(3 of 3)
Unless they are particularly enthusiastic about speedboats, of which the film contains a few good shots, there is no special reason for adults to see Fast Life. Metro-Goldwyn-Mayer's opinion of the juvenile audiences for whom the film was evidently intended can be inferred from a comedy sequence in which Sandy's best friend (Cliff Edwards) describes the bed in which Sandy's fiancee will be situated if she marries Sandy's rival.
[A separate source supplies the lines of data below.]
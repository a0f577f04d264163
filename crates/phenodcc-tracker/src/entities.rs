//! Row types and enumeration short-names for the tracker schema
//!
//! Workers hold ids and plain value copies only; every navigation between
//! entities goes back through the [`Tracker`](crate::store::Tracker).

use chrono::{DateTime, NaiveDate, Utc};
use serde::{Deserialize, Serialize};
use sqlx::FromRow;

/// Pipeline phase short-names; ids follow this temporal order.
pub mod phase {
    pub const DOWNLOAD: &str = "download";
    pub const ZIP_NAME: &str = "zip_name";
    pub const ZIP_MD5: &str = "zip_md5";
    pub const UNZIP: &str = "unzip";
    pub const XML_NAME: &str = "xml_name";
    pub const XSD: &str = "xsd";
    pub const UPLOAD: &str = "upload";
    pub const DATA: &str = "data";
    pub const CONTEXT: &str = "context";
    pub const OVERVIEW: &str = "overview";
    pub const QC: &str = "qc";

    pub const ALL: [&str; 11] = [
        DOWNLOAD, ZIP_NAME, ZIP_MD5, UNZIP, XML_NAME, XSD, UPLOAD, DATA, CONTEXT, OVERVIEW, QC,
    ];
}

/// Status short-names; ids follow this severity order.
pub mod status {
    pub const PENDING: &str = "pending";
    pub const RUNNING: &str = "running";
    pub const DONE: &str = "done";
    pub const CANCELLED: &str = "cancelled";
    pub const FAILED: &str = "failed";

    pub const ALL: [&str; 5] = [PENDING, RUNNING, DONE, CANCELLED, FAILED];
}

/// Processing types, named after the directory the archive was found in.
pub mod todo {
    pub const ADD: &str = "add";
    pub const EDIT: &str = "edit";
    pub const DELETE: &str = "delete";

    pub const ALL: [&str; 3] = [ADD, EDIT, DELETE];
}

pub mod protocol {
    pub const FTP: &str = "ftp";
    pub const SFTP: &str = "sftp";
    pub const HTTP: &str = "http";

    pub const ALL: [&str; 3] = [FTP, SFTP, HTTP];
}

pub mod resource_state {
    pub const AVAILABLE: &str = "available";
    pub const MAINTENANCE: &str = "maintenance";
    pub const REMOVED: &str = "removed";

    pub const ALL: [&str; 3] = [AVAILABLE, MAINTENANCE, REMOVED];
}

/// A data-producing institution.
#[derive(Debug, Clone, FromRow, Serialize, Deserialize)]
pub struct Centre {
    pub id: i64,
    pub short_name: String,
    pub full_name: String,
    pub is_active: bool,
}

/// A remote endpoint hosting a centre's archives, joined with its
/// protocol short-name so workers can dispatch a driver without a
/// second lookup.
#[derive(Debug, Clone, FromRow, Serialize, Deserialize)]
pub struct FileSource {
    pub id: i64,
    pub centre_id: i64,
    pub protocol: String,
    pub hostname: String,
    pub base_path: String,
    pub username: String,
    pub accesskey: String,
}

/// A named archive ever seen on any source. Unique by filename.
#[derive(Debug, Clone, FromRow)]
pub struct ZipFile {
    pub id: i64,
    pub file_name: String,
    pub centre_id: Option<i64>,
    pub created: Option<NaiveDate>,
    pub inc: Option<i64>,
    pub size_bytes: i64,
}

/// A (ZipFile, ProcessingType) pair carrying the current phase/status.
#[derive(Debug, Clone, FromRow)]
pub struct ZipAction {
    pub id: i64,
    pub zip_id: i64,
    pub todo_id: i64,
    pub phase_id: i64,
    pub status_id: i64,
}

/// A claimable action joined with the fields a downloader needs to build
/// local and remote paths.
#[derive(Debug, Clone, FromRow)]
pub struct ClaimableAction {
    pub id: i64,
    pub zip_id: i64,
    pub zip_name: String,
    pub todo: String,
    pub producer_centre_id: Option<i64>,
    pub size_bytes: i64,
}

/// A candidate hosting relation joined with the source connection details
/// and the archive's producing centre, ready for rating.
#[derive(Debug, Clone, FromRow)]
pub struct SourceCandidate {
    pub fsz_id: i64,
    pub source_id: i64,
    pub source_centre_id: i64,
    pub protocol: String,
    pub hostname: String,
    pub base_path: String,
    pub username: String,
    pub accesskey: String,
    pub producer_centre_id: Option<i64>,
    pub rating: i64,
}

impl SourceCandidate {
    /// The connection-relevant view of the hosting source, for driver
    /// factories and per-worker connection caches.
    pub fn file_source(&self) -> FileSource {
        FileSource {
            id: self.source_id,
            centre_id: self.source_centre_id,
            protocol: self.protocol.clone(),
            hostname: self.hostname.clone(),
            base_path: self.base_path.clone(),
            username: self.username.clone(),
            accesskey: self.accesskey.clone(),
        }
    }
}

/// One download attempt of a FileSourceHasZip.
#[derive(Debug, Clone, FromRow)]
pub struct ZipDownload {
    pub id: i64,
    pub fsz_id: i64,
    pub started_at: DateTime<Utc>,
    pub received_at: DateTime<Utc>,
    pub downloaded_size_bytes: i64,
    pub phase_id: i64,
    pub status_id: i64,
}

/// An inner document of a downloaded archive.
#[derive(Debug, Clone, FromRow)]
pub struct XmlFile {
    pub id: i64,
    pub zip_download_id: i64,
    pub fname: String,
    pub centre_id: Option<i64>,
    pub created: Option<NaiveDate>,
    pub inc: Option<i64>,
    pub size_bytes: i64,
    pub last_update: DateTime<Utc>,
    pub phase_id: i64,
    pub status_id: i64,
}

/// One pipeline invocation.
#[derive(Debug, Clone, FromRow)]
pub struct CrawlingSession {
    pub id: i64,
    pub started_at: DateTime<Utc>,
    pub finished_at: Option<DateTime<Utc>>,
    pub status: Option<i64>,
}

/// One subprocess invocation inside a session.
#[derive(Debug, Clone, FromRow)]
pub struct SessionTask {
    pub id: i64,
    pub session_id: i64,
    pub phase_id: i64,
    pub comment: Option<String>,
    pub started_at: DateTime<Utc>,
    pub finished_at: Option<DateTime<Utc>>,
    pub exit_status: Option<i64>,
}

/// Session closed without any document failing at any stage.
pub const SESSION_SUCCESS: i64 = 0;
/// At least one document or tool failed during the session.
pub const SESSION_FAILURE: i64 = 1;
The Match King (Warner). Sooner or later the cinema, which has already adapted one of Author Theodore Dreiser's books and is soon to adapt another (Jennie Gerhardt), will investigate the possibilities of The Financier. When this happens the banking business may get the treatment it deserves from the cinema, which The Match King flagrantly neglects to give it. How the career of the late Ivar Kreuger, on which this picture is based, could possibly seem colorless and stupid you will not be able to guess until you have seen Warren William, the imitation John Barrymore, wrestling with a story that wobbles about the capitals of Europe. Instead of developing the exciting material which such doings as Kreuger's offer to the cinema, the producers made their tycoon, Paul Kroll, an arrogant, chipper, not particularly clever swindler. His formula is simple: he borrows money, then borrows twice as much from someone else to pay it back. He gets a briefcase full of bonds by murdering a gangster, forges certificates for $40,000,000 worth of bank stock and differs from the typical villain in a cinema melodrama mainly because of his penchant for cynic maxims. Sample: "Bankers and pawnbrokers are always reluctant to lend money to those who need it most."